REQUIRED ACTION - Go through the records below and show every line with the string "failures".

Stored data
---

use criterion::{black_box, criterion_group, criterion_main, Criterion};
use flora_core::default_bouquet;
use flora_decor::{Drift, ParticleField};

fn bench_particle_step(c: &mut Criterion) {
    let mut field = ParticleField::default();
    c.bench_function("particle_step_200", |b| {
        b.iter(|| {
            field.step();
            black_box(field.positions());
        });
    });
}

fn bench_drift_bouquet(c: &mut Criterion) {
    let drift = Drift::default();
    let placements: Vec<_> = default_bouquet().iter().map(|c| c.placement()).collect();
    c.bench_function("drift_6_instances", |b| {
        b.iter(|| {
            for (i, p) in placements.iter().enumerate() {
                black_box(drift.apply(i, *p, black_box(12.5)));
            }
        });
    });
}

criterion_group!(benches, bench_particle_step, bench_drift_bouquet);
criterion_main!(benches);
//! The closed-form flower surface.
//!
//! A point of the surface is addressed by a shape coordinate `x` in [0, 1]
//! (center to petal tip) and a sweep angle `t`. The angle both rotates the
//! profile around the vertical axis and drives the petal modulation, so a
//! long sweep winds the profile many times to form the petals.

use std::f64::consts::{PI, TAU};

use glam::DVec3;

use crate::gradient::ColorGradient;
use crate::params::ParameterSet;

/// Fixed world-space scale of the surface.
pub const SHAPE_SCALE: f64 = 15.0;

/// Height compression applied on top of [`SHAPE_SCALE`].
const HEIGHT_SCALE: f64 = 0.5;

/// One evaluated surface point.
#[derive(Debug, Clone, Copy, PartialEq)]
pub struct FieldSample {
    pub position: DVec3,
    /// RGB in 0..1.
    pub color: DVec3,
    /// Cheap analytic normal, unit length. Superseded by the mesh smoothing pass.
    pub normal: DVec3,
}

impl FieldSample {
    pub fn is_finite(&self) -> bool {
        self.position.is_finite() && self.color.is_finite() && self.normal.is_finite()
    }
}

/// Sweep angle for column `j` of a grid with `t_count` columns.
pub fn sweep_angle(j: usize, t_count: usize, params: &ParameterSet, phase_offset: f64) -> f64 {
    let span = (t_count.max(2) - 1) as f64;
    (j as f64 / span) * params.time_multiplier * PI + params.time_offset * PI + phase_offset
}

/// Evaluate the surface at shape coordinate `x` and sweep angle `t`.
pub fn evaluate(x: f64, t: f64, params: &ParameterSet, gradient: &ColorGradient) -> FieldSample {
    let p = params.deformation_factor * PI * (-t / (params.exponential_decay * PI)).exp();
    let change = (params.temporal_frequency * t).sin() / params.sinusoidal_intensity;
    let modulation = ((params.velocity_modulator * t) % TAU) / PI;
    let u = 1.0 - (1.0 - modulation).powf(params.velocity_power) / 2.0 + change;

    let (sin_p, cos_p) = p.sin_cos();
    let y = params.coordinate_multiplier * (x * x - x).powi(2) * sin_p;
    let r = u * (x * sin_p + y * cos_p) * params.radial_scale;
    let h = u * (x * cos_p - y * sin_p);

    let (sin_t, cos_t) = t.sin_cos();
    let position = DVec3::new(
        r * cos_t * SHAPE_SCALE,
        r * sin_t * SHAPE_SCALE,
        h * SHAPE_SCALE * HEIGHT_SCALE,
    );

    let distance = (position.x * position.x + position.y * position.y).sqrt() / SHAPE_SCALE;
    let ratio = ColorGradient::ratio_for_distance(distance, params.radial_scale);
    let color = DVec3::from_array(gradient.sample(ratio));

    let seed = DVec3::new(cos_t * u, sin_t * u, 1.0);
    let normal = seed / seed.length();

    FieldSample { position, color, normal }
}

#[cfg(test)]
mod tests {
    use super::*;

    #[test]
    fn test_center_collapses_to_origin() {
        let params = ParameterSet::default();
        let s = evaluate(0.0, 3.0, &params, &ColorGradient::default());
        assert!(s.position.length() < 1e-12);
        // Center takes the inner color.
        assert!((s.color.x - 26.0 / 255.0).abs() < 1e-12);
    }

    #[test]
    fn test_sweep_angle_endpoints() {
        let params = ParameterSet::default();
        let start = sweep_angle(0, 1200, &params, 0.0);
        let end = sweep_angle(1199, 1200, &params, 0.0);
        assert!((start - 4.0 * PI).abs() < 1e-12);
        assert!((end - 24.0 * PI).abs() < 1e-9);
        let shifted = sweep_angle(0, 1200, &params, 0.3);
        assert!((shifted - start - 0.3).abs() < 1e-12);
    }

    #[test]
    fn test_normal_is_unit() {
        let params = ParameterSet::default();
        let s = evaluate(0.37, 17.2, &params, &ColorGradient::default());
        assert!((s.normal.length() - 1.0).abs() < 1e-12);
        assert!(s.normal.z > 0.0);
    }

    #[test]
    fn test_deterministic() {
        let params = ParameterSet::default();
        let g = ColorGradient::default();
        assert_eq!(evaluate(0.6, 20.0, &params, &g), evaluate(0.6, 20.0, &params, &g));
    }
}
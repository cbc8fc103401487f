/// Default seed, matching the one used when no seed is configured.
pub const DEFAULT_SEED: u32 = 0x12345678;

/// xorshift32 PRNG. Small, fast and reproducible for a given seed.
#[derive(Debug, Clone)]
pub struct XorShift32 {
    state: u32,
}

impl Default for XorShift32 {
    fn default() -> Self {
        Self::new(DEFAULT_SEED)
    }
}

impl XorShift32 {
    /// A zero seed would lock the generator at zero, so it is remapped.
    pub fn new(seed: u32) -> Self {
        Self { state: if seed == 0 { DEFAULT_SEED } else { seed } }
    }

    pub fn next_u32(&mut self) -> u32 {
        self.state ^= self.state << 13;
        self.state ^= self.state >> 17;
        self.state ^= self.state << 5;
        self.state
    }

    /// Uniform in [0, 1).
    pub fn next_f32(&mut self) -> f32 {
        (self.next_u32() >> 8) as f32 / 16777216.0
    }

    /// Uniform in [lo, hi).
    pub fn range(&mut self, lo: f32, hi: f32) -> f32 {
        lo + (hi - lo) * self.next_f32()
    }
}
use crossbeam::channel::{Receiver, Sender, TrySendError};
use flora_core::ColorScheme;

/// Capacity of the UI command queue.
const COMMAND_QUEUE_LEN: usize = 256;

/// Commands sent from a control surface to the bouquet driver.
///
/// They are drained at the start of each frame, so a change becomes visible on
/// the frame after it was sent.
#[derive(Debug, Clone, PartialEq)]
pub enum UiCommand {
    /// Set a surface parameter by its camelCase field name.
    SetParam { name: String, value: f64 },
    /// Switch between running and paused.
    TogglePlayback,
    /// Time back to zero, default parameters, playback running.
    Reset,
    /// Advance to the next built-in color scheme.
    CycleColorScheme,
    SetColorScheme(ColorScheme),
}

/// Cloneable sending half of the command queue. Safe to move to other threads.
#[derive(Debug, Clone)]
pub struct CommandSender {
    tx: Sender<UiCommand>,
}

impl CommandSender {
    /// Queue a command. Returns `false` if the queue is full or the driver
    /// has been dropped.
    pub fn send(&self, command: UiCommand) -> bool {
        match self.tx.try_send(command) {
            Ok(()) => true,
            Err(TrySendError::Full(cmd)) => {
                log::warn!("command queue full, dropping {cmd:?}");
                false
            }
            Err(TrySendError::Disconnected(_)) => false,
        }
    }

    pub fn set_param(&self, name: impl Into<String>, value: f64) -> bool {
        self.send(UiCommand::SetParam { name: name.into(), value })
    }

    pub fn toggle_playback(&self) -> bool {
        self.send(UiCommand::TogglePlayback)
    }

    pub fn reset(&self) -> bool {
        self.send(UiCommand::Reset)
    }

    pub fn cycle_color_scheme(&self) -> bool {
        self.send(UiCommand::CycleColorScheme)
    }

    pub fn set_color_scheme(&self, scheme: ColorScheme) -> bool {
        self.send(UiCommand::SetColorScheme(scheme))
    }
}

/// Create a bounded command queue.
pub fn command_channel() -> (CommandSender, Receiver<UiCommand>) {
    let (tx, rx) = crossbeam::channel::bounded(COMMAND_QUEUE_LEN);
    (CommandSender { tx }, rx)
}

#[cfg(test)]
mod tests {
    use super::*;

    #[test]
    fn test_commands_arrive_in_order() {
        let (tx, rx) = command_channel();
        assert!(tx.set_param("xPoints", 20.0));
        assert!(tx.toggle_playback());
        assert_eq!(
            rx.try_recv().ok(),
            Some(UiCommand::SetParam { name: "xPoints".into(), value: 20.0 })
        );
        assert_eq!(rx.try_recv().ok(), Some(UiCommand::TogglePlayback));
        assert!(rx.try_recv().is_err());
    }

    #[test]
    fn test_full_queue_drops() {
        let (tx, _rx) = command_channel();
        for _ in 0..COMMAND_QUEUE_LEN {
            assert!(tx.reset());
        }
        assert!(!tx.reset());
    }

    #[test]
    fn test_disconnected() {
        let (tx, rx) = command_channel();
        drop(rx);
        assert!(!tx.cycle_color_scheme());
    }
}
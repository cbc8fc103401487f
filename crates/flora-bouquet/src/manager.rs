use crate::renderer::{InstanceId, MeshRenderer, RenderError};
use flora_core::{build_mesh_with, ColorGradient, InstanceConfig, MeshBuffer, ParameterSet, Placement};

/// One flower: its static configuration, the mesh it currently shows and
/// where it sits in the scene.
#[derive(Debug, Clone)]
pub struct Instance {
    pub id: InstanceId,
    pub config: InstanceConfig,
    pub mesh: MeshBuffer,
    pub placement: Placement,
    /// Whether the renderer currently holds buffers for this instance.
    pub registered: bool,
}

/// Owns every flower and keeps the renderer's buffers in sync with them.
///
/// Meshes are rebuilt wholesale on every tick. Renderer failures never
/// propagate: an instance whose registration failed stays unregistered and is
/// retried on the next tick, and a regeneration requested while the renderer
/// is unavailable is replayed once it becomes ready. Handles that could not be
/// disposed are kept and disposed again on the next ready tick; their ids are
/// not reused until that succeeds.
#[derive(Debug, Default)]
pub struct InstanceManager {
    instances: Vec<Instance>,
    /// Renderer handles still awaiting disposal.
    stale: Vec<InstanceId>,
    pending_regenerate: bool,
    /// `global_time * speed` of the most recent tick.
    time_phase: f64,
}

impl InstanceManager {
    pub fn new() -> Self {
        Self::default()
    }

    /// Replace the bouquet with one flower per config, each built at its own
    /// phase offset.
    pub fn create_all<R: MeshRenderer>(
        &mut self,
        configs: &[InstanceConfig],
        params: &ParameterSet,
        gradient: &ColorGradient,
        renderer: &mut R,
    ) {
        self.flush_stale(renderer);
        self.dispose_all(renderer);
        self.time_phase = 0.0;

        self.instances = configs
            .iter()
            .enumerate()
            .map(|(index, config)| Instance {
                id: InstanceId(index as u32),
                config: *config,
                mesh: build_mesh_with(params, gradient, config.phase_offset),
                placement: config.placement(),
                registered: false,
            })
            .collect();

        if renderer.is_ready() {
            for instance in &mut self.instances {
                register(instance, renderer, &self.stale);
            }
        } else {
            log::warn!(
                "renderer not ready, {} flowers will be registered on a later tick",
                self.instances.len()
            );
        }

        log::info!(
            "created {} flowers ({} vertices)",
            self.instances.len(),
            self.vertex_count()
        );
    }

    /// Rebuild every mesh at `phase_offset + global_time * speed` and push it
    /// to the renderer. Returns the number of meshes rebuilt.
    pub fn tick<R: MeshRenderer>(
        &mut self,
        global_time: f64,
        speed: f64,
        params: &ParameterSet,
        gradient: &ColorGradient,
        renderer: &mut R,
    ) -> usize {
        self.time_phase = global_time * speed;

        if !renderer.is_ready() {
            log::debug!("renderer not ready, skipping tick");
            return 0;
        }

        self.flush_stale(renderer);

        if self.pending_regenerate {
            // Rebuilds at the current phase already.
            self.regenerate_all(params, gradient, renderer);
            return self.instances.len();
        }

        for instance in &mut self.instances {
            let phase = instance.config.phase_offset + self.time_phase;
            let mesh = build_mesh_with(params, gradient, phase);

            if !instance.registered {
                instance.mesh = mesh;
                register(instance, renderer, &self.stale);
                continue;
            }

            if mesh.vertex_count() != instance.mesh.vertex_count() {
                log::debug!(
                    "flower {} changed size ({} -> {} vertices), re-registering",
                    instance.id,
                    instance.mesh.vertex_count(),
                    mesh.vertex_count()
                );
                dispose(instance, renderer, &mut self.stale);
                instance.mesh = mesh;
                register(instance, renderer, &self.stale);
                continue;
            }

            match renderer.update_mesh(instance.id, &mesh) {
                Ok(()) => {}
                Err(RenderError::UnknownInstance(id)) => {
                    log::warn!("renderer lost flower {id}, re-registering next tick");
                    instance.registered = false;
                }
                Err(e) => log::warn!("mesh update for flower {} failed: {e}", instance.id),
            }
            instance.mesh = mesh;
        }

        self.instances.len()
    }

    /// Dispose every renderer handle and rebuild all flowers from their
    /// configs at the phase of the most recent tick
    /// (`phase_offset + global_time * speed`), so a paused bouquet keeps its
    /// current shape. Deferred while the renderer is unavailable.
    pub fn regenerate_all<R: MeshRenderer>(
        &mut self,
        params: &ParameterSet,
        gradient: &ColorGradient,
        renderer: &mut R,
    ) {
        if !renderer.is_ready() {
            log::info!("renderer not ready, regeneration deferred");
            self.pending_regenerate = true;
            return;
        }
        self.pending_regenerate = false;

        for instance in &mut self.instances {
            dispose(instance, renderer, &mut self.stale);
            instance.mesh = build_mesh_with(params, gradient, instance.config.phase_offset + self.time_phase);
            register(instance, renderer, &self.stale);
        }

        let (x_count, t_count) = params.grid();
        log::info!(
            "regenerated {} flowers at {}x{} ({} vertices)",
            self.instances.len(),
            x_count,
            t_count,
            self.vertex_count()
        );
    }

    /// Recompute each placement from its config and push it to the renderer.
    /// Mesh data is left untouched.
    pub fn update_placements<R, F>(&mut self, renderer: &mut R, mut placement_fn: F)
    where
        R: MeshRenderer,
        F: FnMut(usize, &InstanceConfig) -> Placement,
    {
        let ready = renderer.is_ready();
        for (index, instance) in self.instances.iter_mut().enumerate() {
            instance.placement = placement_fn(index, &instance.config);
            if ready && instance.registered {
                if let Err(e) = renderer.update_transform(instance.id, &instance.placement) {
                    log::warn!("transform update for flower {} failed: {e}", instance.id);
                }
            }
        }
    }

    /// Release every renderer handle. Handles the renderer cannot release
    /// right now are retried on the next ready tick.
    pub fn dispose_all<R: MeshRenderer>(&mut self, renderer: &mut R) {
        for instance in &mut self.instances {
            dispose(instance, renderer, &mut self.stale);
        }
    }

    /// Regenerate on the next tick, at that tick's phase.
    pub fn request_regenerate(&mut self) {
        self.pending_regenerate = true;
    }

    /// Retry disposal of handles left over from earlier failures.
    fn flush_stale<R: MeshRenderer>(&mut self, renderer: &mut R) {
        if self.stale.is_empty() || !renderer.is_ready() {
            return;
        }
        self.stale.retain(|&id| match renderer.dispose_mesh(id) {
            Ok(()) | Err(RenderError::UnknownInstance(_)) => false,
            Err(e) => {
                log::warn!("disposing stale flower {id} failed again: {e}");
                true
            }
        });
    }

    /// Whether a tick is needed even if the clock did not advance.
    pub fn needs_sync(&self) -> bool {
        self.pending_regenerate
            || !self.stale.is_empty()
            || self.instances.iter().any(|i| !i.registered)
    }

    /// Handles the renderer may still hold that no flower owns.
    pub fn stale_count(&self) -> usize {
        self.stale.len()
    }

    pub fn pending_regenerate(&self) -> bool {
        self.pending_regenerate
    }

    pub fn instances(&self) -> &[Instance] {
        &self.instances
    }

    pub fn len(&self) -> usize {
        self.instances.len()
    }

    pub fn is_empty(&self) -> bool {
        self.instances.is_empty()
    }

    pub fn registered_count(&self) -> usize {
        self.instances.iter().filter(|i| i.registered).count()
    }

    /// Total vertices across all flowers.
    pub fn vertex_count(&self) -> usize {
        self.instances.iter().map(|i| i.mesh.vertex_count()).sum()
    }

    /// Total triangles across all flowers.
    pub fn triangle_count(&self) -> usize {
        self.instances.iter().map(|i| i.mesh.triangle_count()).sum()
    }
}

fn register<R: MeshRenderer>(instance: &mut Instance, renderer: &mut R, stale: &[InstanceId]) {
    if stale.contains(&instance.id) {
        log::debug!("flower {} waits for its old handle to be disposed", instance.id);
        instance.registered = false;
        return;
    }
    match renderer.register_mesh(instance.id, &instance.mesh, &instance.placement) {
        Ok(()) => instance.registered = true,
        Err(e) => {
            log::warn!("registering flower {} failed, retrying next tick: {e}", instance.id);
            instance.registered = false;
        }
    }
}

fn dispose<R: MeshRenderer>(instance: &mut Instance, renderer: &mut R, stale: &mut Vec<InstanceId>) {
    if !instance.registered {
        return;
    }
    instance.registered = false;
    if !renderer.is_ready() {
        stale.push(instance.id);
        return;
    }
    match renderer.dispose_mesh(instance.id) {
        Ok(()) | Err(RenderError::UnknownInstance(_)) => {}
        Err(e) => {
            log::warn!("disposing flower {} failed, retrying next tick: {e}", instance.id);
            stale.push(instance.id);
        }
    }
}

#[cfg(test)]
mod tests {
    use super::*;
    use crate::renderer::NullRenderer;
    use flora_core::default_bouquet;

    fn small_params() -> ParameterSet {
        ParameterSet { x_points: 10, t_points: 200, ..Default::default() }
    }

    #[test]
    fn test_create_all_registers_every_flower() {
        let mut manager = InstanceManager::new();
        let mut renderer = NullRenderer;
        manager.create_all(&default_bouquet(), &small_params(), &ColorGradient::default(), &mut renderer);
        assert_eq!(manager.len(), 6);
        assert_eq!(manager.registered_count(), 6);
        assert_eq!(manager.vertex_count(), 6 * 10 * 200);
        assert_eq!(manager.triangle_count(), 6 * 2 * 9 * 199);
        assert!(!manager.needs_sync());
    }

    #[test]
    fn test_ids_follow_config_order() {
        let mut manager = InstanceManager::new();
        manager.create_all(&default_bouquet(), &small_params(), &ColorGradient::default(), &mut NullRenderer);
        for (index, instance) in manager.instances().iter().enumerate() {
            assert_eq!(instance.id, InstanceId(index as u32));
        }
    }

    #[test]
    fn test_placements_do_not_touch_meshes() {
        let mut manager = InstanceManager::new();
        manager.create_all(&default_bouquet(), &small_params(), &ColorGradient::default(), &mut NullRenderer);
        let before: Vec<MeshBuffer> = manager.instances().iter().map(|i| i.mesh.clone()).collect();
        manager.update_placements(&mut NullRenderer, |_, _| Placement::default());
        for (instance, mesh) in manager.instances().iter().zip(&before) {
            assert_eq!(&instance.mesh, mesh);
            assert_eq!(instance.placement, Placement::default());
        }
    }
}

---

ANSWER TO THIS PROBLEM -
/// Meshes are rebuilt wholesale on every tick. Renderer failures never
    /// Retry disposal of handles left over from earlier failures.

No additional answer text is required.